As if at her bidding, the train whistle blew loud and long. Then the engine jolted forward with a great burst of steam. Though two hours behind schedule, the three twenty-six was finally under way.
Relieved, Meg glanced back at the woman traveling with her child, thinking to exchange smiles with her. But the toddler, apparently frightened by all the noise, was whimpering against his mother’s shoulder. Or perhaps he was hungry. Meg remembered Alan, as a boy, making such noises whenever mealtime drew near.
She pulled the apple out of her pocket. Was the child old enough to eat it? Might she offend the mother by offering it? Meg stood and made her way back through the carriage as it jostled her to and fro. When she reached the twosome, she held out her gift, such as it was—free of bruises anyway and a good size for a red pippin.

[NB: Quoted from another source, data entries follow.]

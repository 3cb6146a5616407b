//! In-memory TTL cache.

use std::collections::HashMap;
use std::sync::atomic::{AtomicU64, Ordering};
use std::sync::{Arc, RwLock};
use std::time::Duration;

use async_trait::async_trait;
use chrono::Utc;
use plumb_core::{CacheError, CacheResult, Record, RecordData, RecordKey};

use super::traits::{CacheStats, CacheStore, CachedRecord};

#[derive(Debug, Default)]
struct Counters {
    hits: AtomicU64,
    misses: AtomicU64,
    evictions: AtomicU64,
    expirations: AtomicU64,
}

/// Process-local cache with a fixed TTL per entry.
///
/// Expired entries are dropped lazily when read, or in bulk by
/// [`InMemoryCacheStore::purge_expired`]. Clones share entries and counters,
/// which is how several engine instances share one cache in tests.
#[derive(Debug)]
pub struct InMemoryCacheStore<T> {
    entries: Arc<RwLock<HashMap<RecordKey, CachedRecord<T>>>>,
    counters: Arc<Counters>,
    ttl: Duration,
}

impl<T> Clone for InMemoryCacheStore<T> {
    fn clone(&self) -> Self {
        Self {
            entries: Arc::clone(&self.entries),
            counters: Arc::clone(&self.counters),
            ttl: self.ttl,
        }
    }
}

fn poisoned() -> CacheError {
    CacheError::Backend {
        reason: "cache lock poisoned".to_string(),
    }
}

impl<T: RecordData> InMemoryCacheStore<T> {
    pub fn new(ttl: Duration) -> Self {
        Self {
            entries: Arc::new(RwLock::new(HashMap::new())),
            counters: Arc::new(Counters::default()),
            ttl,
        }
    }

    pub fn ttl(&self) -> Duration {
        self.ttl
    }

    /// Whether a live or expired entry is physically present for `key`.
    pub fn contains(&self, key: &RecordKey) -> bool {
        self.entries
            .read()
            .map(|entries| entries.contains_key(key))
            .unwrap_or(false)
    }

    /// Drop every expired entry. Returns the number dropped.
    pub fn purge_expired(&self) -> CacheResult<u64> {
        let mut entries = self.entries.write().map_err(|_| poisoned())?;
        let before = entries.len();
        entries.retain(|_, entry| !entry.is_expired(self.ttl));
        let purged = (before - entries.len()) as u64;
        self.counters.expirations.fetch_add(purged, Ordering::Relaxed);
        if purged > 0 {
            tracing::debug!(purged, "Purged expired cache entries");
        }
        Ok(purged)
    }

    fn expire(&self, key: &RecordKey) -> CacheResult<()> {
        let mut entries = self.entries.write().map_err(|_| poisoned())?;
        // Another task may have refreshed the entry since it was read.
        if entries.get(key).is_some_and(|e| e.is_expired(self.ttl)) {
            entries.remove(key);
            self.counters.expirations.fetch_add(1, Ordering::Relaxed);
        }
        Ok(())
    }
}

#[async_trait]
impl<T: RecordData> CacheStore<T> for InMemoryCacheStore<T> {
    async fn get(&self, key: &RecordKey) -> CacheResult<Option<CachedRecord<T>>> {
        let found = {
            let entries = self.entries.read().map_err(|_| poisoned())?;
            entries.get(key).cloned()
        };

        match found {
            Some(entry) if !entry.is_expired(self.ttl) => {
                self.counters.hits.fetch_add(1, Ordering::Relaxed);
                Ok(Some(entry))
            }
            Some(_) => {
                self.expire(key)?;
                self.counters.misses.fetch_add(1, Ordering::Relaxed);
                Ok(None)
            }
            None => {
                self.counters.misses.fetch_add(1, Ordering::Relaxed);
                Ok(None)
            }
        }
    }

    async fn put(&self, record: &Record<T>) -> CacheResult<()> {
        let mut entries = self.entries.write().map_err(|_| poisoned())?;
        entries.insert(
            record.key.clone(),
            CachedRecord::new(record.clone(), Utc::now()),
        );
        Ok(())
    }

    async fn evict(&self, key: &RecordKey) -> CacheResult<bool> {
        let mut entries = self.entries.write().map_err(|_| poisoned())?;
        let removed = entries.remove(key).is_some();
        if removed {
            self.counters.evictions.fetch_add(1, Ordering::Relaxed);
        }
        Ok(removed)
    }

    async fn clear(&self) -> CacheResult<u64> {
        let mut entries = self.entries.write().map_err(|_| poisoned())?;
        let removed = entries.len() as u64;
        entries.clear();
        self.counters.evictions.fetch_add(removed, Ordering::Relaxed);
        Ok(removed)
    }

    async fn stats(&self) -> CacheResult<CacheStats> {
        let entry_count = self.entries.read().map_err(|_| poisoned())?.len() as u64;
        Ok(CacheStats {
            hits: self.counters.hits.load(Ordering::Relaxed),
            misses: self.counters.misses.load(Ordering::Relaxed),
            entry_count,
            evictions: self.counters.evictions.load(Ordering::Relaxed),
            expirations: self.counters.expirations.load(Ordering::Relaxed),
        })
    }
}
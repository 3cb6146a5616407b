//! Errors raised while assembling engine components.

use plumb_core::{BusError, ConfigError};
use thiserror::Error;

use crate::metrics::MetricsError;

#[derive(Debug, Error)]
pub enum EngineBuildError {
    #[error("Invalid configuration: {0}")]
    Config(#[from] ConfigError),

    #[error("Metrics setup failed: {0}")]
    Metrics(#[from] MetricsError),

    #[error("Subscription failed: {0}")]
    Subscribe(#[from] BusError),

    #[error("Metrics file error: {0}")]
    Io(#[from] std::io::Error),
}

#[derive(Debug, Error)]
pub enum TelemetryError {
    #[error("Invalid log filter {filter:?}: {reason}")]
    Filter { filter: String, reason: String },

    #[error("Failed to init subscriber: {0}")]
    Init(String),
}
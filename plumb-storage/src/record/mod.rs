//! Record store adapters.
//!
//! The record store is the source of truth. It owns version arbitration: a
//! save or delete whose expected version differs from the stored one is
//! rejected with [`plumb_core::StoreError::VersionConflict`], and a successful
//! save advances the version by exactly one.

pub mod in_memory;
pub mod lmdb_store;
pub mod traits;

pub use in_memory::InMemoryRecordStore;
pub use lmdb_store::LmdbRecordStore;
pub use traits::RecordStore;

“Oh!” The mother’s eyes widened. “Look what the kind lady has brought you.” When she took the apple with a nod of thanks, the toddler wiped his nose with his sleeve, his misery forgotten. She beamed at him. “Mum will take a bite, then share it with you, aye?”
Meg watched them, touched by the way the mother carefully bit into the fruit, peeled away the skin, then fed her son. He was none too patient with the process until his mother made a game of hiding each bite and then producing it with a look of astonishment.
“You were brave to stay aboard the train with your son,” Meg said, surveying all the empty seats.
The woman kissed her son’s head, then looked up. “My husband works in Edinburgh and cannot come home for Christmas. So we thought we’d surprise him. We’ll be there in less than an hour, aye?” She smiled at her boy chewing on another bit of apple. “Thanks to you, miss, our son won’t arrive hungry.”